* **About this task**
Transcribe all the data, leaving each word as it is.

* **Data to use**
■ ■ ■

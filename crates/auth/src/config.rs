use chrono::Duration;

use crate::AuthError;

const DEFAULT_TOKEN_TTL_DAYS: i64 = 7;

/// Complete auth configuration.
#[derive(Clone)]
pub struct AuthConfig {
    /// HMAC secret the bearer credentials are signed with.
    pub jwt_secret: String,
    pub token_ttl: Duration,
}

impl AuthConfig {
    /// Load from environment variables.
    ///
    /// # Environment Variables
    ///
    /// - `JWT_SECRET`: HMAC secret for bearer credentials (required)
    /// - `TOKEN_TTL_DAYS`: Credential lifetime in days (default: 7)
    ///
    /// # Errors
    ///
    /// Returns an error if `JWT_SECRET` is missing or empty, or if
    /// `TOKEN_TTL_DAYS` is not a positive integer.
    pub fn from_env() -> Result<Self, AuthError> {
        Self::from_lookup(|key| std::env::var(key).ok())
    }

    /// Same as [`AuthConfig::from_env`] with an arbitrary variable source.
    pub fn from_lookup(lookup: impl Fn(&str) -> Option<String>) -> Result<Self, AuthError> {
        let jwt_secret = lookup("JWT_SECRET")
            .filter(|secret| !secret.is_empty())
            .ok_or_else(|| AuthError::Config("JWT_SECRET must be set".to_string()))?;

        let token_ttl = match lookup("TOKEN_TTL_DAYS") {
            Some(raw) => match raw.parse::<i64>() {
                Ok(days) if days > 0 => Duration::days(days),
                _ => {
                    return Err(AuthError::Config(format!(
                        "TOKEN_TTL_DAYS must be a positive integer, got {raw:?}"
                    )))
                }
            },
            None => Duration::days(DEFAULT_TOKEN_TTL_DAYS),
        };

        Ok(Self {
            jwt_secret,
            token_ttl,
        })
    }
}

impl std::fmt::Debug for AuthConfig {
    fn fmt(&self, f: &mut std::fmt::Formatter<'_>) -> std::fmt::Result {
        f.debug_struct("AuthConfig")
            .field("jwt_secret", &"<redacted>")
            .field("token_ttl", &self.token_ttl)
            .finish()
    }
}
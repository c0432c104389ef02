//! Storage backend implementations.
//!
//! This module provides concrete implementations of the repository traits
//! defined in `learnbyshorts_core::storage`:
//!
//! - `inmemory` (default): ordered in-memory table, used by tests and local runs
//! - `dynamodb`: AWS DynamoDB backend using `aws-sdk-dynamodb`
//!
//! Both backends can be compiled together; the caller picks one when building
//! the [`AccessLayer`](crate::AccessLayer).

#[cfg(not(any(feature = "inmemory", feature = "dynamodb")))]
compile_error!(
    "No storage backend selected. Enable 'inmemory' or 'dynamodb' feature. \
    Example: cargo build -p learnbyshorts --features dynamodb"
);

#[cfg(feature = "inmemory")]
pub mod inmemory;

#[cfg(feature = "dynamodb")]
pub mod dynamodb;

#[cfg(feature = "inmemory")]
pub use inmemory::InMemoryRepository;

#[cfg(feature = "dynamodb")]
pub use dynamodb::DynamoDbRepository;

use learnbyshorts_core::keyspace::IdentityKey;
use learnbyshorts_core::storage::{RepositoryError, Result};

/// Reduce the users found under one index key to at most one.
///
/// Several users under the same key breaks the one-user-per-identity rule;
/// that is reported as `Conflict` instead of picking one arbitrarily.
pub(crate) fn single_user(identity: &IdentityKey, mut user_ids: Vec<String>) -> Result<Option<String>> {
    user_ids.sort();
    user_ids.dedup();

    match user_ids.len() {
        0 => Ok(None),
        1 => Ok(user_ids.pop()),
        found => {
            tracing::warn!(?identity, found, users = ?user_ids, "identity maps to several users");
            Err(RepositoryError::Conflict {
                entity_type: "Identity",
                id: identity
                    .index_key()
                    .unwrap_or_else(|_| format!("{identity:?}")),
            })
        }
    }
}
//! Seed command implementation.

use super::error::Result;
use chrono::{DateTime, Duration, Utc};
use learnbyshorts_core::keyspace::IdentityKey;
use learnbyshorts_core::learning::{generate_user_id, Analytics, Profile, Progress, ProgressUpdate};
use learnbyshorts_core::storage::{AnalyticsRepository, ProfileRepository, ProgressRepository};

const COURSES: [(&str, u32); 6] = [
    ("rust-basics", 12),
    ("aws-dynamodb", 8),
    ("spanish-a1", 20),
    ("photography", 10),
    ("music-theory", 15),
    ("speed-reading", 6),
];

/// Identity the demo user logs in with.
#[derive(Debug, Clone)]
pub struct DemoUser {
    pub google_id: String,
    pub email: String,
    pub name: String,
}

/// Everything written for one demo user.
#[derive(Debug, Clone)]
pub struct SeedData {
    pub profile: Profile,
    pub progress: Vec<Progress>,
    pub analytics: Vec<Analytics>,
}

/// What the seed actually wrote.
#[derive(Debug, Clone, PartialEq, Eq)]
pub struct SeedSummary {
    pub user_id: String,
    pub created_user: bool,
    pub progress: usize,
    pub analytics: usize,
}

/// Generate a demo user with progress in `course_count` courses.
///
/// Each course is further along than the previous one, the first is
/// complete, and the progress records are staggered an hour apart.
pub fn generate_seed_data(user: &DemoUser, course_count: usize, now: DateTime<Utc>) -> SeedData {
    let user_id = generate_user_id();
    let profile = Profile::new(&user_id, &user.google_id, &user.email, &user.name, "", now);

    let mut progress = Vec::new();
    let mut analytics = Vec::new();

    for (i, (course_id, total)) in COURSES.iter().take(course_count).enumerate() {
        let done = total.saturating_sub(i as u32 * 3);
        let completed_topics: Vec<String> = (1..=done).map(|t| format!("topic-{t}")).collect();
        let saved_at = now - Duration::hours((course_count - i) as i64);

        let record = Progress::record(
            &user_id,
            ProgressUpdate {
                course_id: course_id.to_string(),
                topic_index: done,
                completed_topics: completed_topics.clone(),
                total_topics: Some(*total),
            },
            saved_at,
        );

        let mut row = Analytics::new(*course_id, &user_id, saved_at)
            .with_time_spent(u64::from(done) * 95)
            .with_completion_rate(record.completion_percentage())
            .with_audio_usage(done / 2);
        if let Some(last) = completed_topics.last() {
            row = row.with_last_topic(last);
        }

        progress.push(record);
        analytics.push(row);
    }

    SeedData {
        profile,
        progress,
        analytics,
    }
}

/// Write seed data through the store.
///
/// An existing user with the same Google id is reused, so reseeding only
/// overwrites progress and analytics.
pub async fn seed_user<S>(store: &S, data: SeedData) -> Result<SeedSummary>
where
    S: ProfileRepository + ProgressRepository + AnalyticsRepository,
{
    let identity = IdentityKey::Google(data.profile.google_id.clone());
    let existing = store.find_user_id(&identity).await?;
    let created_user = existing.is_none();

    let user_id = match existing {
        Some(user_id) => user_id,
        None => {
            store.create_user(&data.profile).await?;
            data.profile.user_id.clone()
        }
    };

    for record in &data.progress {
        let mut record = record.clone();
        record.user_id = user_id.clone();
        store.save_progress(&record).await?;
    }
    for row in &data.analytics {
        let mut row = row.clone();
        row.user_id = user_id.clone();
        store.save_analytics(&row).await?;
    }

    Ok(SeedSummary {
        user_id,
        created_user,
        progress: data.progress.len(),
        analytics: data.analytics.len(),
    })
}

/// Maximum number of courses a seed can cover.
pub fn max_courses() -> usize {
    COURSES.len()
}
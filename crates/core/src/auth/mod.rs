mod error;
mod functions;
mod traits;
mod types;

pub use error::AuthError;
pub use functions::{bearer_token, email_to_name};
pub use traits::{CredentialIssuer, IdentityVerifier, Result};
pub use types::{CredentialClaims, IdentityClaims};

■ ■ ■

* **Solution**
filename crates/auth/src/config.rs
use chrono::Duration;

use crate::AuthError;

const DEFAULT_TOKEN_TTL_DAYS: i64 = 7;

/// Complete auth configuration.
#[derive(Clone)]
pub struct AuthConfig {
    /// HMAC secret the bearer credentials are signed with.
    pub jwt_secret: String,
    pub token_ttl: Duration,
}

impl AuthConfig {
    /// Load from environment variables.
    ///
    /// # Environment Variables
    ///
    /// - `JWT_SECRET`: HMAC secret for bearer credentials (required)
    /// - `TOKEN_TTL_DAYS`: Credential lifetime in days (default: 7)
    ///
    /// # Errors
    ///
    /// Returns an error if `JWT_SECRET` is missing or empty, or if
    /// `TOKEN_TTL_DAYS` is not a positive integer.
    pub fn from_env() -> Result<Self, AuthError> {
        Self::from_lookup(|key| std::env::var(key).ok())
    }

    /// Same as [`AuthConfig::from_env`] with an arbitrary variable source.
    pub fn from_lookup(lookup: impl Fn(&str) -> Option<String>) -> Result<Self, AuthError> {
        let jwt_secret = lookup("JWT_SECRET")
            .filter(|secret| !secret.is_empty())
            .ok_or_else(|| AuthError::Config("JWT_SECRET must be set".to_string()))?;

        let token_ttl = match lookup("TOKEN_TTL_DAYS") {
            Some(raw) => match raw.parse::<i64>() {
                Ok(days) if days > 0 => Duration::days(days),
                _ => {
                    return Err(AuthError::Config(format!(
                        "TOKEN_TTL_DAYS must be a positive integer, got {raw:?}"
                    )))
                }
            },
            None => Duration::days(DEFAULT_TOKEN_TTL_DAYS),
        };

        Ok(Self {
            jwt_secret,
            token_ttl,
        })
    }
}

impl std::fmt::Debug for AuthConfig {
    fn fmt(&self, f: &mut std::fmt::Formatter<'_>) -> std::fmt::Result {
        f.debug_struct("AuthConfig")
            .field("jwt_secret", &"<redacted>")
            .field("token_ttl", &self.token_ttl)
            .finish()
    }
}
repository c0432c104389ef02
//! Storage backend implementations.
//!
//! This module provides concrete implementations of the repository traits
//! defined in `learnbyshorts_core::storage`:
//!
//! - `inmemory` (default): ordered in-memory table, used by tests and local runs
//! - `dynamodb`: AWS DynamoDB backend using `aws-sdk-dynamodb`
//!
//! Both backends can be compiled together; the caller picks one when building
//! the [`AccessLayer`](crate::AccessLayer).

#[cfg(not(any(feature = "inmemory", feature = "dynamodb")))]
compile_error!(
    "No storage backend selected. Enable 'inmemory' or 'dynamodb' feature. \
    Example: cargo build -p learnbyshorts --features dynamodb"
);

#[cfg(feature = "inmemory")]
pub mod inmemory;

#[cfg(feature = "dynamodb")]
pub mod dynamodb;

#[cfg(feature = "inmemory")]
pub use inmemory::InMemoryRepository;

#[cfg(feature = "dynamodb")]
pub use dynamodb::DynamoDbRepository;

use learnbyshorts_core::keyspace::IdentityKey;
use learnbyshorts_core::storage::{RepositoryError, Result};

/// Reduce the users found under one index key to at most one.
///
/// Several users under the same key breaks the one-user-per-identity rule;
/// that is reported as `Conflict` instead of picking one arbitrarily.
pub(crate) fn single_user(identity: &IdentityKey, mut user_ids: Vec<String>) -> Result<Option<String>> {
    user_ids.sort();
    user_ids.dedup();

    match user_ids.len() {
        0 => Ok(None),
        1 => Ok(user_ids.pop()),
        found => {
            tracing::warn!(?identity, found, users = ?user_ids, "identity maps to several users");
            Err(RepositoryError::Conflict {
                entity_type: "Identity",
                id: identity
                    .index_key()
                    .unwrap_or_else(|_| format!("{identity:?}")),
            })
        }
    }
}
//! Seed command implementation.

use super::error::Result;
use chrono::{DateTime, Duration, Utc};
use learnbyshorts_core::keyspace::IdentityKey;
use learnbyshorts_core::learning::{generate_user_id, Analytics, Profile, Progress, ProgressUpdate};
use learnbyshorts_core::storage::{AnalyticsRepository, ProfileRepository, ProgressRepository};

const COURSES: [(&str, u32); 6] = [
    ("rust-basics", 12),
    ("aws-dynamodb", 8),
    ("spanish-a1", 20),
    ("photography", 10),
    ("music-theory", 15),
    ("speed-reading", 6),
];

/// Identity the demo user logs in with.
#[derive(Debug, Clone)]
pub struct DemoUser {
    pub google_id: String,
    pub email: String,
    pub name: String,
}

/// Everything written for one demo user.
#[derive(Debug, Clone)]
pub struct SeedData {
    pub profile: Profile,
    pub progress: Vec<Progress>,
    pub analytics: Vec<Analytics>,
}

/// What the seed actually wrote.
#[derive(Debug, Clone, PartialEq, Eq)]
pub struct SeedSummary {
    pub user_id: String,
    pub created_user: bool,
    pub progress: usize,
    pub analytics: usize,
}

/// Generate a demo user with progress in `course_count` courses.
///
/// Each course is further along than the previous one, the first is
/// complete, and the progress records are staggered an hour apart.
pub fn generate_seed_data(user: &DemoUser, course_count: usize, now: DateTime<Utc>) -> SeedData {
    let user_id = generate_user_id();
    let profile = Profile::new(&user_id, &user.google_id, &user.email, &user.name, "", now);

    let mut progress = Vec::new();
    let mut analytics = Vec::new();

    for (i, (course_id, total)) in COURSES.iter().take(course_count).enumerate() {
        let done = total.saturating_sub(i as u32 * 3);
        let completed_topics: Vec<String> = (1..=done).map(|t| format!("topic-{t}")).collect();
        let saved_at = now - Duration::hours((course_count - i) as i64);

        let record = Progress::record(
            &user_id,
            ProgressUpdate {
                course_id: course_id.to_string(),
                topic_index: done,
                completed_topics: completed_topics.clone(),
                total_topics: Some(*total),
            },
            saved_at,
        );

        let mut row = Analytics::new(*course_id, &user_id, saved_at)
            .with_time_spent(u64::from(done) * 95)
            .with_completion_rate(record.completion_percentage())
            .with_audio_usage(done / 2);
        if let Some(last) = completed_topics.last() {
            row = row.with_last_topic(last);
        }

        progress.push(record);
        analytics.push(row);
    }

    SeedData {
        profile,
        progress,
        analytics,
    }
}

/// Write seed data through the store.
///
/// An existing user with the same Google id is reused, so reseeding only
/// overwrites progress and analytics.
pub async fn seed_user<S>(store: &S, data: SeedData) -> Result<SeedSummary>
where
    S: ProfileRepository + ProgressRepository + AnalyticsRepository,
{
    let identity = IdentityKey::Google(data.profile.google_id.clone());
    let existing = store.find_user_id(&identity).await?;
    let created_user = existing.is_none();

    let user_id = match existing {
        Some(user_id) => user_id,
        None => {
            store.create_user(&data.profile).await?;
            data.profile.user_id.clone()
        }
    };

    for record in &data.progress {
        let mut record = record.clone();
        record.user_id = user_id.clone();
        store.save_progress(&record).await?;
    }
    for row in &data.analytics {
        let mut row = row.clone();
        row.user_id = user_id.clone();
        store.save_analytics(&row).await?;
    }

    Ok(SeedSummary {
        user_id,
        created_user,
        progress: data.progress.len(),
        analytics: data.analytics.len(),
    })
}

/// Maximum number of courses a seed can cover.
pub fn max_courses() -> usize {
    COURSES.len()
}
filename crates/core/src/auth/mod.rs
mod error;
mod functions;
mod traits;
mod types;

pub use error::AuthError;
pub use functions::{bearer_token, email_to_name};
pub use traits::{CredentialIssuer, IdentityVerifier, Result};
pub use types::{CredentialClaims, IdentityClaims};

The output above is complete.